Atatürk, Hoşgörü ve Özgürlük
Mübeccel Nami DURU, 10 Kasım 1980
Rahmetli babam anlatmıştı. Atatürk Selânik’te kolağası (ön yüzbaşı) iken, babam da müşir yaveri imiş. Merkezi Selânik’te bulunan 3. Orduda bir harp oyunu düzenlenmiş. Bu oyuna ordunun tüm subayları katılmışlar.
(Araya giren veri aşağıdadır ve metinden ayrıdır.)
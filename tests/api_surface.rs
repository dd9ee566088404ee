//! Router-level tests for the request pipeline.
//!
//! These exercise the pieces that run before any storage I/O — extractor
//! rejections, the validation layer, the authorization guard, and the
//! deprecated-endpoint handler — against the real router. The database pool
//! is created lazily and never connected.

use axum::{
    body::Body,
    http::{header, Request, StatusCode},
    Router,
};
use http_body_util::BodyExt;
use sqlx::postgres::PgPoolOptions;
use tower::util::ServiceExt;

use decora_backend::app::{create_app, AppState};
use decora_backend::config::{Environment, Settings};
use decora_backend::services::spawn_notification_worker;

fn test_settings() -> Settings {
    Settings {
        env: Environment::Dev,
        server_addr: "127.0.0.1:0".to_string(),
        database_url: "postgres://postgres@localhost/decora_test".to_string(),
        database_max_connections: 1,
        cors_allow_origins: vec!["http://localhost:3000".to_string()],
        jwt_secret: "test-secret-that-is-long-enough-for-hmac".to_string(),
        jwt_expiry_hours: 1,
        bootstrap_admin_email: None,
        bootstrap_admin_password: None,
        smtp: None,
        notify_email_to: None,
    }
}

fn test_app() -> Router {
    let settings = test_settings();
    // Lazy pool: connections are only opened on first query, which these
    // tests never reach.
    let pool = PgPoolOptions::new()
        .max_connections(1)
        .connect_lazy(&settings.database_url)
        .expect("lazy pool");
    let notifications = spawn_notification_worker(None);
    let state = AppState::new(pool, settings, notifications);
    create_app(state)
}

async fn body_json(response: axum::response::Response) -> serde_json::Value {
    let bytes = response.into_body().collect().await.unwrap().to_bytes();
    serde_json::from_slice(&bytes).unwrap()
}

fn json_request(method: &str, uri: &str, body: serde_json::Value) -> Request<Body> {
    Request::builder()
        .method(method)
        .uri(uri)
        .header(header::CONTENT_TYPE, "application/json")
        .body(Body::from(body.to_string()))
        .unwrap()
}

fn get_request(uri: &str) -> Request<Body> {
    Request::builder().uri(uri).body(Body::empty()).unwrap()
}

// ---------------------------------------------------------------------------
// Authorization guard
// ---------------------------------------------------------------------------

#[tokio::test]
async fn admin_mutation_without_token_is_401_regardless_of_payload() {
    // Payload is invalid too; authorization must win so existence and
    // validity never leak to unauthorized callers.
    let response = test_app()
        .oneshot(json_request(
            "POST",
            "/projects",
            serde_json::json!({"title": ""}),
        ))
        .await
        .unwrap();

    assert_eq!(response.status(), StatusCode::UNAUTHORIZED);
    let json = body_json(response).await;
    assert_eq!(json["code"], "UNAUTHORIZED");
}

#[tokio::test]
async fn admin_delete_without_token_is_401_not_404() {
    let response = test_app()
        .oneshot(
            Request::builder()
                .method("DELETE")
                .uri("/contacts/00000000-0000-0000-0000-000000000000")
                .body(Body::empty())
                .unwrap(),
        )
        .await
        .unwrap();

    assert_eq!(response.status(), StatusCode::UNAUTHORIZED);
}

#[tokio::test]
async fn garbage_bearer_token_is_401() {
    let response = test_app()
        .oneshot(
            Request::builder()
                .method("GET")
                .uri("/stats")
                .header(header::AUTHORIZATION, "Bearer not-a-jwt")
                .body(Body::empty())
                .unwrap(),
        )
        .await
        .unwrap();

    assert_eq!(response.status(), StatusCode::UNAUTHORIZED);
}

#[tokio::test]
async fn non_bearer_authorization_is_401() {
    let response = test_app()
        .oneshot(
            Request::builder()
                .method("GET")
                .uri("/contacts")
                .header(header::AUTHORIZATION, "Basic dXNlcjpwYXNz")
                .body(Body::empty())
                .unwrap(),
        )
        .await
        .unwrap();

    assert_eq!(response.status(), StatusCode::UNAUTHORIZED);
}

// ---------------------------------------------------------------------------
// Validation layer over the public surface
// ---------------------------------------------------------------------------

#[tokio::test]
async fn review_with_out_of_range_rating_is_400_naming_the_field() {
    let response = test_app()
        .oneshot(json_request(
            "POST",
            "/reviews",
            serde_json::json!({
                "name": "Marc Beaumont",
                "email": "marc@example.com",
                "rating": 6,
                "review": "Wonderful work on our lobby refit."
            }),
        ))
        .await
        .unwrap();

    assert_eq!(response.status(), StatusCode::BAD_REQUEST);
    let json = body_json(response).await;
    assert_eq!(json["code"], "VALIDATION_ERROR");
    assert_eq!(json["details"][0]["field"], "rating");
}

#[tokio::test]
async fn review_with_short_text_is_400() {
    let response = test_app()
        .oneshot(json_request(
            "POST",
            "/reviews",
            serde_json::json!({
                "name": "Marc Beaumont",
                "email": "marc@example.com",
                "rating": 4,
                "review": "Too short"
            }),
        ))
        .await
        .unwrap();

    assert_eq!(response.status(), StatusCode::BAD_REQUEST);
    let json = body_json(response).await;
    assert_eq!(json["details"][0]["field"], "review");
}

#[tokio::test]
async fn contact_with_missing_field_is_400_identifying_it() {
    let response = test_app()
        .oneshot(json_request(
            "POST",
            "/contacts",
            serde_json::json!({
                "name": "Ana Ruiz",
                "email": "ana@example.com",
                "project_type": "Residential"
            }),
        ))
        .await
        .unwrap();

    assert_eq!(response.status(), StatusCode::BAD_REQUEST);
    let json = body_json(response).await;
    assert!(json["error"].as_str().unwrap().contains("message"));
}

#[tokio::test]
async fn contact_with_invalid_email_is_400() {
    let response = test_app()
        .oneshot(json_request(
            "POST",
            "/contacts",
            serde_json::json!({
                "name": "Ana Ruiz",
                "email": "not-an-email",
                "project_type": "Residential",
                "message": "We are renovating a two-bedroom flat."
            }),
        ))
        .await
        .unwrap();

    assert_eq!(response.status(), StatusCode::BAD_REQUEST);
    let json = body_json(response).await;
    assert_eq!(json["code"], "VALIDATION_ERROR");
    assert_eq!(json["details"][0]["field"], "email");
}

// ---------------------------------------------------------------------------
// Query filters
// ---------------------------------------------------------------------------

#[tokio::test]
async fn unknown_project_filter_key_is_rejected() {
    let response = test_app()
        .oneshot(get_request("/projects?sort=price"))
        .await
        .unwrap();

    assert_eq!(response.status(), StatusCode::BAD_REQUEST);
}

#[tokio::test]
async fn non_boolean_featured_filter_is_rejected() {
    let response = test_app()
        .oneshot(get_request("/projects?featured=maybe"))
        .await
        .unwrap();

    assert_eq!(response.status(), StatusCode::BAD_REQUEST);
}

#[tokio::test]
async fn contact_status_filter_outside_the_set_is_rejected() {
    let response = test_app()
        .oneshot(
            Request::builder()
                .uri("/contacts?status=archived")
                .header(header::AUTHORIZATION, "Bearer not-a-jwt")
                .body(Body::empty())
                .unwrap(),
        )
        .await
        .unwrap();

    // Guard still wins over query parsing
    assert_eq!(response.status(), StatusCode::UNAUTHORIZED);
}

// ---------------------------------------------------------------------------
// Deprecated endpoint
// ---------------------------------------------------------------------------

#[tokio::test]
async fn gallery_endpoint_is_gone() {
    let response = test_app().oneshot(get_request("/gallery")).await.unwrap();

    assert_eq!(response.status(), StatusCode::GONE);
    let json = body_json(response).await;
    assert_eq!(json["code"], "GONE");
    assert!(json["error"].as_str().unwrap().contains("/projects"));
}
Oyun yanlış düzenlendiği gibi uygulanış biçiminde de yanlışlıklar yapılıyormuş. Durumu kenardan izleyen Atatürk ilk önce sesini çıkarmamış. Ama sonunda dayanamayarak hem oyunun düzenini, hem uygulanış biçimini ağır bir dille eleştirmekle kalmamış, doğrusunu göstermiş. O akşam babamla birlikte Fener’deki gazinolardan birine gitmişler. Geç saatlere dek yiyip içip söyleşmişler. Sonra kordon boyunda gezintiye çıkmışlar, Atatürk düşünceli imiş. Bir ara babama dönerek, «Kâzım ben askerlikten ayrılmayı düşünüyorum. Çünkü bir insanda hele bir komutanda bulunması gereken toleransım yok. Herkesi incitiyorum. Belki sivil yaşamda daha başarılı olurum» diyor. Babam «Bugünkü harp oyununu ben de izledim. Tüm subaylar içinde senden başarılı yoktu. Oyun sırasında gördüğün yanlışlıkları elbette eleştirecektin. Bu senin hem hakkın hem görevindi. Sen de bunu yaptın. Kanımca askerlik mesleğinde seni büyük başarılar bekliyor. Bu ayrılış düşüncesini kafandan çıkar. Yoksa hem sana hem memlekete yazık olur».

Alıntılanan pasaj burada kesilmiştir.